*** Material for this task ***

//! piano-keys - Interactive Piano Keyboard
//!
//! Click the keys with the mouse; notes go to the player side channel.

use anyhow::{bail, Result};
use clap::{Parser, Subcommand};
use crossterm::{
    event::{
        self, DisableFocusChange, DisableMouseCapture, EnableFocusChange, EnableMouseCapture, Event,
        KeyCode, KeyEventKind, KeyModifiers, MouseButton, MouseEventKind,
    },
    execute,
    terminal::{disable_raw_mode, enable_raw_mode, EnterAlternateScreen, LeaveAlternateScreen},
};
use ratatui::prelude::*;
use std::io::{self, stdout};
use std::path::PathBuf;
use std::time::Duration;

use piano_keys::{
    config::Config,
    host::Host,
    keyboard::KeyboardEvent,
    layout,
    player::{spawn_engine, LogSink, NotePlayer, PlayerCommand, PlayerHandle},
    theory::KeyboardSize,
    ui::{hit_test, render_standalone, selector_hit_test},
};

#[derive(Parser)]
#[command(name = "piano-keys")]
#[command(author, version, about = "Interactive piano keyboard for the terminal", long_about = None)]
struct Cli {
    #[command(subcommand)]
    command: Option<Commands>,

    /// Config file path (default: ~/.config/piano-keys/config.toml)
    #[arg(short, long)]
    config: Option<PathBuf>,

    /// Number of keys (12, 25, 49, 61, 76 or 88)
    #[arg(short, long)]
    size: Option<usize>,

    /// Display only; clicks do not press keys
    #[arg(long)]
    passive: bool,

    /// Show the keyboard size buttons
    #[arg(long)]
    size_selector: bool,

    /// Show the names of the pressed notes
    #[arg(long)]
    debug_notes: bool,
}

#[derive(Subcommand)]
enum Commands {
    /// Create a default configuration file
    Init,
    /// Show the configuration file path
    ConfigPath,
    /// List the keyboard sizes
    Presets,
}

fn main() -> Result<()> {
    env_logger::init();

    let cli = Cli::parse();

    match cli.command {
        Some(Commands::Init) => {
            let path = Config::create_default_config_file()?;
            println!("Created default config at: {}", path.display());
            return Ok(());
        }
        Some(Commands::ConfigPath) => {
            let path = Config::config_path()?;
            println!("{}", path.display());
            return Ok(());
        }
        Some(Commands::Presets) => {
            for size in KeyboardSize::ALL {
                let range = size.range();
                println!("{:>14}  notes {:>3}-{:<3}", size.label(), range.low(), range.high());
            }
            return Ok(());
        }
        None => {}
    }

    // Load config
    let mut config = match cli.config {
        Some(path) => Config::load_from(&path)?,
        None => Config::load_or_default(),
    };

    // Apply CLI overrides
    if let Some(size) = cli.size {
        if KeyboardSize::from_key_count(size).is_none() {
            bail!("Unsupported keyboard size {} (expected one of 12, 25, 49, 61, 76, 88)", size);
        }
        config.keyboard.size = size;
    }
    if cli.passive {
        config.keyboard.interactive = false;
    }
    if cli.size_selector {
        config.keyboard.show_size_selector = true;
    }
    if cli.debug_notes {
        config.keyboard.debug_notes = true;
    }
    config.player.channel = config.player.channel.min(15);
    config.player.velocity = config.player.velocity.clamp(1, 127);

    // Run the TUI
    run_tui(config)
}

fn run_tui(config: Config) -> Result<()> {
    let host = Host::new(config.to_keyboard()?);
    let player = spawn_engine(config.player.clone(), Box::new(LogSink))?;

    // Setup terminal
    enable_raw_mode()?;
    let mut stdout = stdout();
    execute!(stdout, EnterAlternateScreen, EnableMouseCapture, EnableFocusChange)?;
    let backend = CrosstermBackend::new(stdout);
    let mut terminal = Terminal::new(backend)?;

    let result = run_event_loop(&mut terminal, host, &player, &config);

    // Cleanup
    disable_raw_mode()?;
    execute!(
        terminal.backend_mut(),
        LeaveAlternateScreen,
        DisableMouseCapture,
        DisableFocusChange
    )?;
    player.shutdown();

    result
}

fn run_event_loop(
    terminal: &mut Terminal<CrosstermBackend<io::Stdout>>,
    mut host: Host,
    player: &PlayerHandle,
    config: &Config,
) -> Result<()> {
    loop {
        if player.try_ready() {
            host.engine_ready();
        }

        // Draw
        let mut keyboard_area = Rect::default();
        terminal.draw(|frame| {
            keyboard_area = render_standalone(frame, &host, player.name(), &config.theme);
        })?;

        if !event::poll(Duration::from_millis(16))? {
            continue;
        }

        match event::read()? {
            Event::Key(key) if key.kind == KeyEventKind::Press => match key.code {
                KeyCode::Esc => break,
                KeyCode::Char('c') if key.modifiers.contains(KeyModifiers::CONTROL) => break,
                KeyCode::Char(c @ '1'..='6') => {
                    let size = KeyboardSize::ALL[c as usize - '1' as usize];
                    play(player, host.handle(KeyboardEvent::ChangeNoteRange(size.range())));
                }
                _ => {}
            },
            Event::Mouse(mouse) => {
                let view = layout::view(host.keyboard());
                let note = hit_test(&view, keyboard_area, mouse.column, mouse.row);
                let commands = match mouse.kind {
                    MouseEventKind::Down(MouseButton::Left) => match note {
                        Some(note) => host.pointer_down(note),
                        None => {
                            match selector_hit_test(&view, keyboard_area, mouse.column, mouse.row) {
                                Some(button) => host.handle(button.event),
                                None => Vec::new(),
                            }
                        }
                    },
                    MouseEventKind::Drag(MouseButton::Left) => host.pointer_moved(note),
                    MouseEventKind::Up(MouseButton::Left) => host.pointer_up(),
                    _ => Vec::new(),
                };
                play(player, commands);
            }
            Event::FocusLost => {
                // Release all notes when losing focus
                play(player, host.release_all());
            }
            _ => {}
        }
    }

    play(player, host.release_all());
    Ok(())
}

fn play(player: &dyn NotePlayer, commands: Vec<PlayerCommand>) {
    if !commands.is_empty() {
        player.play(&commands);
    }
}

*** End of Material for this task ***
*** Material for this task ***

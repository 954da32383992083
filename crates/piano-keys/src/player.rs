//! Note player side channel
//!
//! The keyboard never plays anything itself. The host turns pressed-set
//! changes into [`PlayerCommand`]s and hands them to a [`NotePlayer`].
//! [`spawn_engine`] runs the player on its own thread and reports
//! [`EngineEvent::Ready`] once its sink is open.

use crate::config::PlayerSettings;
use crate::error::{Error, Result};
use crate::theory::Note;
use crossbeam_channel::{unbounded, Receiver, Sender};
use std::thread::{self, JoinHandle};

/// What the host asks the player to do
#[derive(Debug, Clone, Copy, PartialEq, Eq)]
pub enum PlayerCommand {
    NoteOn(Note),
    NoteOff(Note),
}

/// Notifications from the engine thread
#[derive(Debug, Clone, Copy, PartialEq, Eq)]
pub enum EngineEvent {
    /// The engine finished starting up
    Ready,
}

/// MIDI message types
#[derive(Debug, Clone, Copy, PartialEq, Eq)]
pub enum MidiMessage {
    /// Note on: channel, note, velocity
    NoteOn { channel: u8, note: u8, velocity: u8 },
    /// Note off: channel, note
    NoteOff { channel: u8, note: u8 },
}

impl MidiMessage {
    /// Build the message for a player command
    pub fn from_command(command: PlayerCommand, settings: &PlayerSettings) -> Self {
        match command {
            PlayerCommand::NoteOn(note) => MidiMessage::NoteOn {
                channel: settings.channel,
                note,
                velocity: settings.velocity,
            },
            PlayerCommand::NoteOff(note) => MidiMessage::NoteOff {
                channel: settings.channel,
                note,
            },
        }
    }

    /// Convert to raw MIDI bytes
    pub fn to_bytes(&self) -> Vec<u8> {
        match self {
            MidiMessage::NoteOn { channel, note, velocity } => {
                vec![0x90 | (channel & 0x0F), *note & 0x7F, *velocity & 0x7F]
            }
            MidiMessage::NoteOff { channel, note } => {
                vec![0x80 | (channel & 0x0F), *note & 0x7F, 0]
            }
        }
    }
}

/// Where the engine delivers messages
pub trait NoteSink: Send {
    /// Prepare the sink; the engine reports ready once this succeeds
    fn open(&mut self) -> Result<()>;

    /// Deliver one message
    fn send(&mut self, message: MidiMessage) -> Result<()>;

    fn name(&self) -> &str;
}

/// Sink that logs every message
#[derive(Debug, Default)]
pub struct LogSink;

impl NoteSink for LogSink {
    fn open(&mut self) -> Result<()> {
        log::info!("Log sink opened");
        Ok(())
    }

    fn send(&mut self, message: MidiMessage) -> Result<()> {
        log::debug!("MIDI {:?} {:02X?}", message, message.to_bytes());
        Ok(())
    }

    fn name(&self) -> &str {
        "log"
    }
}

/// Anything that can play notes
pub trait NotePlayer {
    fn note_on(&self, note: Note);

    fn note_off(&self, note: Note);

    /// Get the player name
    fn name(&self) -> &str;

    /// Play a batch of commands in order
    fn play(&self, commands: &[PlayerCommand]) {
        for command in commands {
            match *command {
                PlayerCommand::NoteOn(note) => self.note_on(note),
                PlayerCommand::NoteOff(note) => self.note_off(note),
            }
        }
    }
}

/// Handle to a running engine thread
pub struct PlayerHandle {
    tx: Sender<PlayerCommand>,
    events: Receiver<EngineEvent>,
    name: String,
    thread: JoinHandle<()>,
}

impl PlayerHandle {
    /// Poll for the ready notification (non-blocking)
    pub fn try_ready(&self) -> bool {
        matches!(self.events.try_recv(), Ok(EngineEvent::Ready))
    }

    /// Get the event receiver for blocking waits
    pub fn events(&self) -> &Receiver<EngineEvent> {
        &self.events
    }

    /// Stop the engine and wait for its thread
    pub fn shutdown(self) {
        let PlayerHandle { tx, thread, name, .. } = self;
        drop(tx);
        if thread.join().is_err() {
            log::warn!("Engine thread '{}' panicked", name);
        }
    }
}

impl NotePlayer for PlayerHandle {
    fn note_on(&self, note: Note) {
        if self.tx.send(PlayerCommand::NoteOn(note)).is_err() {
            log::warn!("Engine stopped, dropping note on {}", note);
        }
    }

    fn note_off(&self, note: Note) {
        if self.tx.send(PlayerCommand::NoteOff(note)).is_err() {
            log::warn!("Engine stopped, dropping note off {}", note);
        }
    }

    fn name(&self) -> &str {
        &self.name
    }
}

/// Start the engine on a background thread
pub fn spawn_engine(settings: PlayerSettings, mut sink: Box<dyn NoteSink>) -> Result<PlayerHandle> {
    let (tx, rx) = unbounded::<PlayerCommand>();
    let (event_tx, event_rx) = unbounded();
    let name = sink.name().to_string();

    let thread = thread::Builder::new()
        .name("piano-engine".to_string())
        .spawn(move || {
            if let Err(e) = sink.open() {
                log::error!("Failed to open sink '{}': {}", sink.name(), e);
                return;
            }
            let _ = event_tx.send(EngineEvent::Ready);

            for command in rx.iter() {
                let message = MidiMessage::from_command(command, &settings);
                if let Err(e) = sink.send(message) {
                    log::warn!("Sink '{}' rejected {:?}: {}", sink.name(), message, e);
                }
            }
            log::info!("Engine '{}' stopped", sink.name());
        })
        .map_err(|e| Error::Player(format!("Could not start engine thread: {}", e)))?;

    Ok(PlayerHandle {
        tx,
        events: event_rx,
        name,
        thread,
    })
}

*** End of Material for this task ***
*** Material for this task ***

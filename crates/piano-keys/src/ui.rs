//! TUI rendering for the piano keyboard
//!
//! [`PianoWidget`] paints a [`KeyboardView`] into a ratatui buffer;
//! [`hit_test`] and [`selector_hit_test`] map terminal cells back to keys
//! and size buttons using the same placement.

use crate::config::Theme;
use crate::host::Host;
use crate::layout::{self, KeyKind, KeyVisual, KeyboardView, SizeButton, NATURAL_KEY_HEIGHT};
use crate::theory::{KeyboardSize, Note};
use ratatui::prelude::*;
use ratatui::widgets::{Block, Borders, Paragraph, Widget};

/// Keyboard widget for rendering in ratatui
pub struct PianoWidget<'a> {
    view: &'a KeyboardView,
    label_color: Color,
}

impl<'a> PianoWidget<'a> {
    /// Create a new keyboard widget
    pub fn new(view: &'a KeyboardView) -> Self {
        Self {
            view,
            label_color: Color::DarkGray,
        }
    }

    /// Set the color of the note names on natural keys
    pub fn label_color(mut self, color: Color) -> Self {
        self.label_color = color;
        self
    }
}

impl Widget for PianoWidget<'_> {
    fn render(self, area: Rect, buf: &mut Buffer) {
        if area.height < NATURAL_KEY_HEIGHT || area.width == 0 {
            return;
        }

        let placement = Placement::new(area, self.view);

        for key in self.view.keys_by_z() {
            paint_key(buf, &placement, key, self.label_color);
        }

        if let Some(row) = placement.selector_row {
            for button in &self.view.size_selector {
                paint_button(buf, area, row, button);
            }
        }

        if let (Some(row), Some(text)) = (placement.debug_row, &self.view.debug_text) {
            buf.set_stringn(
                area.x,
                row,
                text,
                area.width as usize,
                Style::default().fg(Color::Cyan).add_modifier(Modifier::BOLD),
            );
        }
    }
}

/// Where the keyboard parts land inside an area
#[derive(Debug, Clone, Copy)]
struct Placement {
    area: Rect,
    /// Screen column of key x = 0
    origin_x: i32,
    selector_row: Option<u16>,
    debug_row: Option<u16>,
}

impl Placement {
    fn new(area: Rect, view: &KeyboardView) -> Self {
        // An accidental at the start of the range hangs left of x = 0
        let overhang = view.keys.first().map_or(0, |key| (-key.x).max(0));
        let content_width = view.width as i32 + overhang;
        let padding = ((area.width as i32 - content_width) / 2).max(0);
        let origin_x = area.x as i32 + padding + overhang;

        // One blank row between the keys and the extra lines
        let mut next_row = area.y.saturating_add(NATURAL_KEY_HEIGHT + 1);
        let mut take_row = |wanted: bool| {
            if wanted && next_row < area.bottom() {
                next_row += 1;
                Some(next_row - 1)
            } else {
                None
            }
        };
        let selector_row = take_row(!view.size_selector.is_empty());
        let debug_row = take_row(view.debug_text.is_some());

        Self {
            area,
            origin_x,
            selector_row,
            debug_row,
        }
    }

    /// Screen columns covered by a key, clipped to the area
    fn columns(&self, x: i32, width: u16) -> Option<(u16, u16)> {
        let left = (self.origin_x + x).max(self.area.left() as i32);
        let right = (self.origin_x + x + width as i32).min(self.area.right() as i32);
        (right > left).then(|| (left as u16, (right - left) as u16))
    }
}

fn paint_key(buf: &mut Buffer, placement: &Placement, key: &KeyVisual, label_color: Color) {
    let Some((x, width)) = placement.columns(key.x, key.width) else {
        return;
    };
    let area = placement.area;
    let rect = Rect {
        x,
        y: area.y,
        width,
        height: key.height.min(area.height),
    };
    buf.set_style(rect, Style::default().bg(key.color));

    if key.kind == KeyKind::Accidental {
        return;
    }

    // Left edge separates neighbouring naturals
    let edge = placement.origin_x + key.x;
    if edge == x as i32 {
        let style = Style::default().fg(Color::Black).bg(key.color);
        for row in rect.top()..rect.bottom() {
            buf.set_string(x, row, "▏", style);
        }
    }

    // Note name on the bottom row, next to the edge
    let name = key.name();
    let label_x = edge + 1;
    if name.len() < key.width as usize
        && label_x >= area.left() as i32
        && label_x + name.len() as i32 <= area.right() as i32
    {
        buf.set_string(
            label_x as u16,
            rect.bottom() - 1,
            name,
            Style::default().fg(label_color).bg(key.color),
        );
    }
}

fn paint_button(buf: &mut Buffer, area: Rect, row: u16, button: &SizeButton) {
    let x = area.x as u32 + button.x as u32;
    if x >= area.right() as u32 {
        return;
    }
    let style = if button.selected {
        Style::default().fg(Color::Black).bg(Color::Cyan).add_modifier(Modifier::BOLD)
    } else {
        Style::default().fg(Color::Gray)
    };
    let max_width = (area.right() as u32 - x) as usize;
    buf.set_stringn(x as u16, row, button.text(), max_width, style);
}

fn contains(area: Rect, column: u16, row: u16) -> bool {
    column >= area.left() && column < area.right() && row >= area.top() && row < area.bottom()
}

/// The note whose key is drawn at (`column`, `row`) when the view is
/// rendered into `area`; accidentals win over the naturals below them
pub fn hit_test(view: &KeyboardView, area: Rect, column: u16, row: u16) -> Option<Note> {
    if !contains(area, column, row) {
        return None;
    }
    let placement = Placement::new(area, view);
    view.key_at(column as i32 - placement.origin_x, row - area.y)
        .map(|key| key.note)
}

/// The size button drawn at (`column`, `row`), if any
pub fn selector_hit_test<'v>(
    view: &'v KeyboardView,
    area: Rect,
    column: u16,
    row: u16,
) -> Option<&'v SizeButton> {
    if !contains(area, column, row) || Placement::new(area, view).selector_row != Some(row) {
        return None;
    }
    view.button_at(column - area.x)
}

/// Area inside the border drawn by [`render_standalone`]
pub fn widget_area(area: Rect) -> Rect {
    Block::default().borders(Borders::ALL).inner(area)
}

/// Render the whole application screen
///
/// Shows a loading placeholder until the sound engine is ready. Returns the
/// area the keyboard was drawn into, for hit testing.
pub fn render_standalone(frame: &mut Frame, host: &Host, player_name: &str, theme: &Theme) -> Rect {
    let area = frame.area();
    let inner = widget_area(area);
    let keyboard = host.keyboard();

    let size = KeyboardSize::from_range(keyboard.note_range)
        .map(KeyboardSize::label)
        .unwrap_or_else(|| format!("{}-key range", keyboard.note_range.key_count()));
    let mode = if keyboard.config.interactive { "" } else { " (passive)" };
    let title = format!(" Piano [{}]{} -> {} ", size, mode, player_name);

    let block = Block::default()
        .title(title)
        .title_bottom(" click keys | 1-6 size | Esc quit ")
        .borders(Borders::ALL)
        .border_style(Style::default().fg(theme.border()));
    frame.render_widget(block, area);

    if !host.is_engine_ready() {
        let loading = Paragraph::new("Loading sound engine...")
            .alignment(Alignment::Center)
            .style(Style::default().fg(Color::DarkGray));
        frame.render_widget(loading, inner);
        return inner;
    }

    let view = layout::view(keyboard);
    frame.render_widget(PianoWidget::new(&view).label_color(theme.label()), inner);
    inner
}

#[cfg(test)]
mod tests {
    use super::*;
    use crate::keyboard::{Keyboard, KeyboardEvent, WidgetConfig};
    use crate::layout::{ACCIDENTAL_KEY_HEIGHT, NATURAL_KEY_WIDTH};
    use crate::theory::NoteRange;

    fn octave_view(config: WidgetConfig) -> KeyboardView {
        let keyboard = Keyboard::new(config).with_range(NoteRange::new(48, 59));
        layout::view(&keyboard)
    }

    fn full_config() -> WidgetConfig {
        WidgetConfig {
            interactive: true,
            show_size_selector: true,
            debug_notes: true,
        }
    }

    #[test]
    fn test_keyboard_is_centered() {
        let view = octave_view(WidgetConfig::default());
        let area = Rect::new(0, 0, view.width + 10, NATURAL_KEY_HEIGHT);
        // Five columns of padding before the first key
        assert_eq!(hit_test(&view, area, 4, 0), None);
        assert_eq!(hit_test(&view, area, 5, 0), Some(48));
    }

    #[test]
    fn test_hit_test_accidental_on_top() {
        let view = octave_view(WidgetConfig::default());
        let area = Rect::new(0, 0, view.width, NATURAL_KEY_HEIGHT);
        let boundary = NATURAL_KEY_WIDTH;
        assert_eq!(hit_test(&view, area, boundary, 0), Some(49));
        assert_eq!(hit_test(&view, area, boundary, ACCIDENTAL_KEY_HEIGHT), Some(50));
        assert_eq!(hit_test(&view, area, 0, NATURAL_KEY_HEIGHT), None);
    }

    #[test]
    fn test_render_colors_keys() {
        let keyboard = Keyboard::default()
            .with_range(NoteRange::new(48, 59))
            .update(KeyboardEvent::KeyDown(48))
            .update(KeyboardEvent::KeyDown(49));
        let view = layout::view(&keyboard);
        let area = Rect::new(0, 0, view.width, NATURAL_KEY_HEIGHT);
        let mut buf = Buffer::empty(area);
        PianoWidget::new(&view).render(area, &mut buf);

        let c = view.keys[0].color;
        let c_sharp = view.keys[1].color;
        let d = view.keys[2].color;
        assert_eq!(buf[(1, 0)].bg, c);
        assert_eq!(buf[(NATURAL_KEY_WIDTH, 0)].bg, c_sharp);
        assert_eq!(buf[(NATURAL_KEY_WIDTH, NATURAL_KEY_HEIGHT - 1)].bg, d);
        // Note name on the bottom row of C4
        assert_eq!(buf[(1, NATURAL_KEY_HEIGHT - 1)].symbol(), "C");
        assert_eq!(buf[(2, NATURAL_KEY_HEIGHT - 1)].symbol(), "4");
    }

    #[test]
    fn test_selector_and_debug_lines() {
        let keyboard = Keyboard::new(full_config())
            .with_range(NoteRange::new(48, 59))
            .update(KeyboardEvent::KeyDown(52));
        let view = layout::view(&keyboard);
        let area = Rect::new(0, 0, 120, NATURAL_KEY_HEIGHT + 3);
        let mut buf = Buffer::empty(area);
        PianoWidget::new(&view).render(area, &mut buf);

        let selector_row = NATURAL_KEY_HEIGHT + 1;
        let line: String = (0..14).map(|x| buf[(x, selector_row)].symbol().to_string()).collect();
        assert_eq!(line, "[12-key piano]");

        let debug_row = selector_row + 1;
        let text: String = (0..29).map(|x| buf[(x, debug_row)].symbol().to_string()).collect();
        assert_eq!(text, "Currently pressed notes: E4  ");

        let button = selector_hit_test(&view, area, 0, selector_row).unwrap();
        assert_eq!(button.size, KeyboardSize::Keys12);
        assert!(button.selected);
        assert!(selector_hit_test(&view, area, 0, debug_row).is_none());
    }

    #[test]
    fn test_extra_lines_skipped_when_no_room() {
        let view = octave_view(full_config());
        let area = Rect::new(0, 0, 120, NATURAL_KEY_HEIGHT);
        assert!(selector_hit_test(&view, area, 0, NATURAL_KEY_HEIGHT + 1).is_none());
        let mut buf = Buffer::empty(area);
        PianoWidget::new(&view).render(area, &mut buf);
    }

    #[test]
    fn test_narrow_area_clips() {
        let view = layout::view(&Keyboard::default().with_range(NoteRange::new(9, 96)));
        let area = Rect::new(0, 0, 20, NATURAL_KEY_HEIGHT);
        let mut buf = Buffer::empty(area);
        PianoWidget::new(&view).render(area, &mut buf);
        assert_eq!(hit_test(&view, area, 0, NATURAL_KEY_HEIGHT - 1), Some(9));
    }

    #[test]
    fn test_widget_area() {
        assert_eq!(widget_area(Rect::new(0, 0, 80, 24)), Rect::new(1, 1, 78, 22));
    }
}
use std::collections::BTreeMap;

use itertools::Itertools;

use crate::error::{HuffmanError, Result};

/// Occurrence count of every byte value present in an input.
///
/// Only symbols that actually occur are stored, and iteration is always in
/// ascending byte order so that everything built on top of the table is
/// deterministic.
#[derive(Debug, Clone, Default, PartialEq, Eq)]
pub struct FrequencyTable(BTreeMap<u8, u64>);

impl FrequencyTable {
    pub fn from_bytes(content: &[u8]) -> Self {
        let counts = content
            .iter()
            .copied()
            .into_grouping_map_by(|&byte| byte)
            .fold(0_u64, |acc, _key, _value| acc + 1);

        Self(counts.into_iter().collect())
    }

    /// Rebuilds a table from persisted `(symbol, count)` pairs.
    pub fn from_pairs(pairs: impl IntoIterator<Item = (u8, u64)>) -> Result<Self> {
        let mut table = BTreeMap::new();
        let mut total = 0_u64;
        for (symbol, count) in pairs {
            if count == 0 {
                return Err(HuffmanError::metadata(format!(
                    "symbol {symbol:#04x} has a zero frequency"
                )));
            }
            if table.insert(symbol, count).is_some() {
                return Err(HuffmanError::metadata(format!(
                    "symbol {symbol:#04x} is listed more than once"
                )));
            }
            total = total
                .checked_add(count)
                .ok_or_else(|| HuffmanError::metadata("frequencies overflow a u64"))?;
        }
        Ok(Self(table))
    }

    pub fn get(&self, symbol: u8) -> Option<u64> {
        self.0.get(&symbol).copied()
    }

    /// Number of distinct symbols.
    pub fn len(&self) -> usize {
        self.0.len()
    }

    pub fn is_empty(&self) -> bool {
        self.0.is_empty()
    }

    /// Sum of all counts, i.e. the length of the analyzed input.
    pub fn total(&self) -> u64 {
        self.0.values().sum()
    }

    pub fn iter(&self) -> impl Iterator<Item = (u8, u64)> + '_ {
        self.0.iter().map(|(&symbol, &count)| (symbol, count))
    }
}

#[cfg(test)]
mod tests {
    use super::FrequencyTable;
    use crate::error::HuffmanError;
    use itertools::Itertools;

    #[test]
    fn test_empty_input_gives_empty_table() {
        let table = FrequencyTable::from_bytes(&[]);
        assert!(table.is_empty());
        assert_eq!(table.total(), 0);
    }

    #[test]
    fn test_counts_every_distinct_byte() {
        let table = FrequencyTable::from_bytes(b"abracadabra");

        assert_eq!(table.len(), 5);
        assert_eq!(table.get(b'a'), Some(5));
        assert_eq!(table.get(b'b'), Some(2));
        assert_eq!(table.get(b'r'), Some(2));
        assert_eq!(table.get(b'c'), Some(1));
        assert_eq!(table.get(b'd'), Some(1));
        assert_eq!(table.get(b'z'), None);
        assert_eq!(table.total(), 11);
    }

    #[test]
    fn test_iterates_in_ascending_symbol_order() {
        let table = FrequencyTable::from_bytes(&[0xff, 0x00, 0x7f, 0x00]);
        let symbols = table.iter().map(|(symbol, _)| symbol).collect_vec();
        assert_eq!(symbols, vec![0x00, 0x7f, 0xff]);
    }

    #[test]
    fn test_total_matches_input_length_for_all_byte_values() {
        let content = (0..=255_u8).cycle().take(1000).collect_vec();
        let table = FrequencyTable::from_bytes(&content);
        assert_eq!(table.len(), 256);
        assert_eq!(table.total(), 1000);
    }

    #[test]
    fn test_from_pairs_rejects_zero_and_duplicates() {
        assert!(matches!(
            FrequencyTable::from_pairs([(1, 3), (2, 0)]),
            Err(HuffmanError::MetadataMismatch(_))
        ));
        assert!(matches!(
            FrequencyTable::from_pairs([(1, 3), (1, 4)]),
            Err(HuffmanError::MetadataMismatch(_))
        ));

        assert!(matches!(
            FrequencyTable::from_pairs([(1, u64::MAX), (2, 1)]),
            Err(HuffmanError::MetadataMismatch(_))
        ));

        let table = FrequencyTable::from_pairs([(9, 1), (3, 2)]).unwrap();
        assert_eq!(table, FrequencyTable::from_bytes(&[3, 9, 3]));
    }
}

*** End of Material for this task ***

▸ Task to complete
If a line in the records above holds the string "rendering", copy it.

▸ Answer to this exercise
//! TUI rendering for the piano keyboard
/// Keyboard widget for rendering in ratatui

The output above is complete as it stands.